In early January, Novine Vranjske began publishing a series of articles about five boys from the southern Serbian city of Vranje who have accused Bishop Pahomije of sexual abuse over a period of several years and are pressing criminal charges against him. Bishop Pahomije is the leader of the local Serbian Orthodox Diocese in Vranje.
Bishop Pahomije has claimed the charges are false and said they are part of an ethnic Albanian "plot" against him. He has also accused the paper of cooperating with ethnic Albanians.
Lawyers representing Bishop Pahomije filed criminal libel charges against Obradovic and Antic on February 13, the Belgrade daily Politika reported. According to Obradovic, a court hearing is scheduled for March 23.
Obradovic told CPJ on March 4 that he began receiving anonymous threats by telephone after Antic's articles about the bishop's case appeared in Novine Vranjske. He said that he initially chose not to report the threats to the police because such harassment is relatively common in Serbia.
But the threats became more serious. On March 3, an anonymous letter arrived at the Novine Vranjske office threatening to kill Obradovic, his family, Antic, and the newspaper's staff in retaliation for their coverage of the case.

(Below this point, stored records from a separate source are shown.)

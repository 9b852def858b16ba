//! Application layer for esnotes.
//!
//! This crate provides the use cases that sit between the domain model and a
//! front end: importing and exporting session collections, recording a live
//! session, and rendering a session as a paginated text report.

pub mod report;
pub mod session;

pub use report::render_report;
pub use session::{SessionMerger, SessionRecorder, SessionTimer};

CPJ has obtained a copy of the anonymous letter. It is addressed to Novine Vranjske's staff and Obradovic and signed by two unknown organizations, the "Serbian Liberation Movement" and the "Serbian Liberation Front." The letter accuses Obradovic of being a "traitor" and a "homosexual" and says that the editor-in-chief and his "family are sentenced to death," that "the office of Novine Vranjske will be demolished and burnt down," and that he "will be liquidated and cannot escape." The letter also states that Obradovic is being paid by ethnic Albanian separatists to discredit the Serbian Orthodox Church and warns him to stop reporting on the allegations of sexual abuse made against Bishop Pahomije.
Obradovic told CPJ that the letter is "a warning to me, my family, my staff, as well as to the five boys and their families, to withdraw the charges of sexual abuse against Bishop Pahomije or face serious consequences." Obradovic is taking the death threat seriously and expressed "deep concern" about the safety of his family. The Serbian Orthodox Church has not made a formal statement or condemned the threatening letter, Obradovic said.

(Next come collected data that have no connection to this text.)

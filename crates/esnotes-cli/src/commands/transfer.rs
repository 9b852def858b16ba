use anyhow::{Context, Result};
use colored::Colorize;
use esnotes_application::SessionMerger;
use std::path::{Path, PathBuf};

use super::context::AppContext;

pub async fn import(ctx: &AppContext, file: &Path) -> Result<()> {
    let merger = SessionMerger::new(ctx.store());
    let count = merger
        .import_file(file)
        .await
        .with_context(|| format!("Failed to import {}", file.display()))?;

    println!(
        "{}",
        format!("{} sessions imported successfully", count).green()
    );
    Ok(())
}

pub async fn export(ctx: &AppContext, dir: Option<PathBuf>) -> Result<()> {
    let dir = match dir {
        Some(dir) => dir,
        None => std::env::current_dir().context("Failed to get current directory")?,
    };

    let merger = SessionMerger::new(ctx.store());
    let path = merger
        .export_to_dir(&dir, &ctx.config.export.file_name)
        .await?;

    println!("{}", format!("Exported sessions to {}", path.display()).green());
    Ok(())
}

CPJ contacted the Serbian Orthodox Eparchy in Vranje on March 5 and the Serbian Orthodox Patriarchy in Belgrade on March 6 to obtain comment from the Serbian Orthodox Church about the criminal libel charges against Obradovic and Antic, as well as the death threat against Antic, Obradovic, his family, and Novine Vranjske staff. Church officials at both locations refused to comment.
As an organization that works to safeguard press freedom worldwide, CPJ is worried about the safety and security of Obradovic, his family, and the newspaper's staff, particularly in light of the still unsolved June 2001 murder of Milan Pantic, a 47-year-old crime reporter for the Belgrade daily Vecernje Novosti. Pantic had received numerous telephone threats in response to his articles, which covered corruption and organized crime in the central Serbian town of Jagodina.

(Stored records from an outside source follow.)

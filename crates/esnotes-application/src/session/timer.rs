//! Elapsed-time counter for a recording session.

use esnotes_core::{EsnotesError, Result};
use std::sync::Arc;
use std::sync::atomic::{AtomicU64, Ordering};
use std::time::Duration;
use tokio::runtime::Handle;
use tokio::task::JoinHandle;
use tokio::time::{Instant, MissedTickBehavior};
use tokio_util::sync::CancellationToken;

const TICK: Duration = Duration::from_secs(1);

/// Counts whole seconds on a background tokio task.
///
/// The task ends when the timer is stopped or dropped.
#[derive(Debug)]
pub struct SessionTimer {
    elapsed: Arc<AtomicU64>,
    cancel: CancellationToken,
    handle: Option<JoinHandle<()>>,
}

impl SessionTimer {
    /// Starts counting from zero. Must be called inside a tokio runtime.
    pub fn start() -> Result<Self> {
        Self::start_from(0)
    }

    /// Starts counting from `initial` seconds.
    pub fn start_from(initial: u64) -> Result<Self> {
        let runtime = Handle::try_current()
            .map_err(|e| EsnotesError::internal(format!("Session timer needs a runtime: {}", e)))?;

        let elapsed = Arc::new(AtomicU64::new(initial));
        let cancel = CancellationToken::new();

        let counter = elapsed.clone();
        let token = cancel.clone();
        let handle = runtime.spawn(async move {
            let mut interval = tokio::time::interval_at(Instant::now() + TICK, TICK);
            interval.set_missed_tick_behavior(MissedTickBehavior::Delay);
            loop {
                tokio::select! {
                    _ = token.cancelled() => break,
                    _ = interval.tick() => {
                        counter.fetch_add(1, Ordering::Relaxed);
                    }
                }
            }
            tracing::debug!("[SessionTimer] Stopped");
        });

        Ok(Self {
            elapsed,
            cancel,
            handle: Some(handle),
        })
    }

    /// Seconds counted so far.
    pub fn elapsed(&self) -> u64 {
        self.elapsed.load(Ordering::Relaxed)
    }

    pub fn is_running(&self) -> bool {
        !self.cancel.is_cancelled()
    }

    /// Stops the task and returns the final count. Idempotent.
    pub fn stop(&mut self) -> u64 {
        self.cancel.cancel();
        if let Some(handle) = self.handle.take() {
            handle.abort();
        }
        self.elapsed()
    }
}

impl Drop for SessionTimer {
    fn drop(&mut self) {
        self.stop();
    }
}

#[cfg(test)]
mod tests {
    use super::*;

    async fn advance_secs(secs: u64) {
        for _ in 0..secs {
            tokio::time::advance(TICK).await;
            for _ in 0..3 {
                tokio::task::yield_now().await;
            }
        }
    }

    #[tokio::test(start_paused = true)]
    async fn test_counts_seconds() {
        let timer = SessionTimer::start().unwrap();
        tokio::task::yield_now().await;
        assert_eq!(timer.elapsed(), 0);

        advance_secs(3).await;
        assert_eq!(timer.elapsed(), 3);
        assert!(timer.is_running());
    }

    #[tokio::test(start_paused = true)]
    async fn test_stopped_timer_no_longer_ticks() {
        let mut timer = SessionTimer::start_from(10).unwrap();
        tokio::task::yield_now().await;
        advance_secs(2).await;

        assert_eq!(timer.stop(), 12);
        assert!(!timer.is_running());

        advance_secs(5).await;
        assert_eq!(timer.elapsed(), 12);
        assert_eq!(timer.stop(), 12);
    }

    #[test]
    fn test_start_outside_runtime_fails() {
        assert!(SessionTimer::start().is_err());
    }
}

We urge you, Your Excellency, to ensure that the Interior Ministry aggressively investigates these death threats and that those responsible are prosecuted to the fullest extent of the law. We also urge you to repeal Serbia's criminal defamation law, which continues to be used to intimidate independent journalists and stifle their critical reporting.
Thank you for your attention to these urgent matters. We await your reply.